School felt somewhat longer that day, the summer was rather gloomy. His 'friends' were what they usually were, laughing, having fun. Really, they were doing nothing. They were just running around, making fake rules to fake games, doing what children usually did; he felt as usual, the same, he was getting along, laughing, playing, he was unsure about what he was doing. School children often did things that were reckless, unnecessary; the type of fun that children had that was not supposed to be fun as the grown-ups would know. He watched the slightly older children on the playground that played games that were only for the older children, the seventh-graders. They were playing with large sticks, large enough to be considered logs; they were throwing it at each other. They were far away from each other, far away enough that they would dodge just before the log could hit them, none of them did get hit with any logs. They were all somewhat safe, all under control. Until one kid with less than sharp senses missed a move; from his perspective, the log was inevitably going to hit him. It was like time moved slower, the log was lowering coming straight towards him, instincts at the time did not serve him well, instead of moving to the side which would be far more efficient he backed away; perhaps backing away was good enough, the log hit him on the arm and he cried out in pain. Avery watched in the distance, no one guarded the playground, the teachers were already departing to class away from the lunch room, the other children kept their distance.

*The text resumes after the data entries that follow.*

//! Authentication

pub mod api_key;

pub use api_key::{hash_api_key, AdminAccess, AdminView};
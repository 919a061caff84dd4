//! Cart and wishlist handlers
//!
//! Keyed by user id in the path; documents are created on first write.

use axum::extract::State;
use serde::Deserialize;

use crate::app::{CartView, WishlistView};
use crate::error::AppError;
use crate::handlers::extract::{ApiJson, ApiPath};
use crate::response::ApiResponse;
use crate::AppState;

/// Request body for adding a cart line
#[derive(Debug, Deserialize)]
#[serde(rename_all = "camelCase")]
pub struct AddCartItemRequest {
    pub product_id: String,
    #[serde(default = "default_quantity")]
    pub quantity: u32,
}

fn default_quantity() -> u32 {
    1
}

#[derive(Debug, Deserialize)]
pub struct UpdateCartItemRequest {
    pub quantity: u32,
}

#[derive(Debug, Deserialize)]
#[serde(rename_all = "camelCase")]
pub struct WishlistItemRequest {
    pub product_id: String,
}

/// GET /api/carts/:user_id
pub async fn get_cart(
    State(state): State<AppState>,
    ApiPath(user_id): ApiPath<String>,
) -> Result<ApiResponse<CartView>, AppError> {
    let cart = state.carts.get_cart(&user_id).await?;
    Ok(ApiResponse::ok("Cart fetched successfully", cart))
}

/// POST /api/carts/:user_id/items
pub async fn add_cart_item(
    State(state): State<AppState>,
    ApiPath(user_id): ApiPath<String>,
    ApiJson(request): ApiJson<AddCartItemRequest>,
) -> Result<ApiResponse<CartView>, AppError> {
    let cart = state
        .carts
        .add_item(&user_id, &request.product_id, request.quantity)
        .await?;
    Ok(ApiResponse::ok("Item added to cart", cart))
}

/// PATCH /api/carts/:user_id/items/:product_id
pub async fn update_cart_item(
    State(state): State<AppState>,
    ApiPath((user_id, product_id)): ApiPath<(String, String)>,
    ApiJson(request): ApiJson<UpdateCartItemRequest>,
) -> Result<ApiResponse<CartView>, AppError> {
    let cart = state
        .carts
        .update_item(&user_id, &product_id, request.quantity)
        .await?;
    Ok(ApiResponse::ok("Cart updated", cart))
}

/// DELETE /api/carts/:user_id/items/:product_id
pub async fn remove_cart_item(
    State(state): State<AppState>,
    ApiPath((user_id, product_id)): ApiPath<(String, String)>,
) -> Result<ApiResponse<CartView>, AppError> {
    let cart = state.carts.remove_item(&user_id, &product_id).await?;
    Ok(ApiResponse::ok("Item removed from cart", cart))
}

/// DELETE /api/carts/:user_id
pub async fn clear_cart(
    State(state): State<AppState>,
    ApiPath(user_id): ApiPath<String>,
) -> Result<ApiResponse<()>, AppError> {
    state.carts.clear(&user_id).await?;
    Ok(ApiResponse::message("Cart cleared"))
}

/// GET /api/wishlists/:user_id
pub async fn get_wishlist(
    State(state): State<AppState>,
    ApiPath(user_id): ApiPath<String>,
) -> Result<ApiResponse<WishlistView>, AppError> {
    let wishlist = state.carts.get_wishlist(&user_id).await?;
    Ok(ApiResponse::ok("Wishlist fetched successfully", wishlist))
}

/// POST /api/wishlists/:user_id/items
pub async fn add_wishlist_item(
    State(state): State<AppState>,
    ApiPath(user_id): ApiPath<String>,
    ApiJson(request): ApiJson<WishlistItemRequest>,
) -> Result<ApiResponse<WishlistView>, AppError> {
    let wishlist = state
        .carts
        .add_to_wishlist(&user_id, &request.product_id)
        .await?;
    Ok(ApiResponse::ok("Added to wishlist", wishlist))
}

/// DELETE /api/wishlists/:user_id/items/:product_id
pub async fn remove_wishlist_item(
    State(state): State<AppState>,
    ApiPath((user_id, product_id)): ApiPath<(String, String)>,
) -> Result<ApiResponse<WishlistView>, AppError> {
    let wishlist = state
        .carts
        .remove_from_wishlist(&user_id, &product_id)
        .await?;
    Ok(ApiResponse::ok("Removed from wishlist", wishlist))
}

In fact, most of the children were departing the large playground at the time, already heading off to class when these boys got into the extreme rough-play. Avery saw that he was okay, the log didn't hurt too much, he saw the seventh-grade boy in the halls eventually, he was standing alone, later that same day, he was gazing out into the open skyline, watching the passing world of adults just outside the school, close to the busy intersection on the busiest street in the neighbourhood. He didn't engage with him in any way but was just interested, he saw him rubbing his arm on the spot where he'd been hit and suspected he was still in a little pain, after all he was hit by a sizeable log it came down with some force. The older boy was named, Rolph. He was different from the other seventh-graders. He seemed calmer, more reserved, nonetheless just as reckless at times. Hence the incident.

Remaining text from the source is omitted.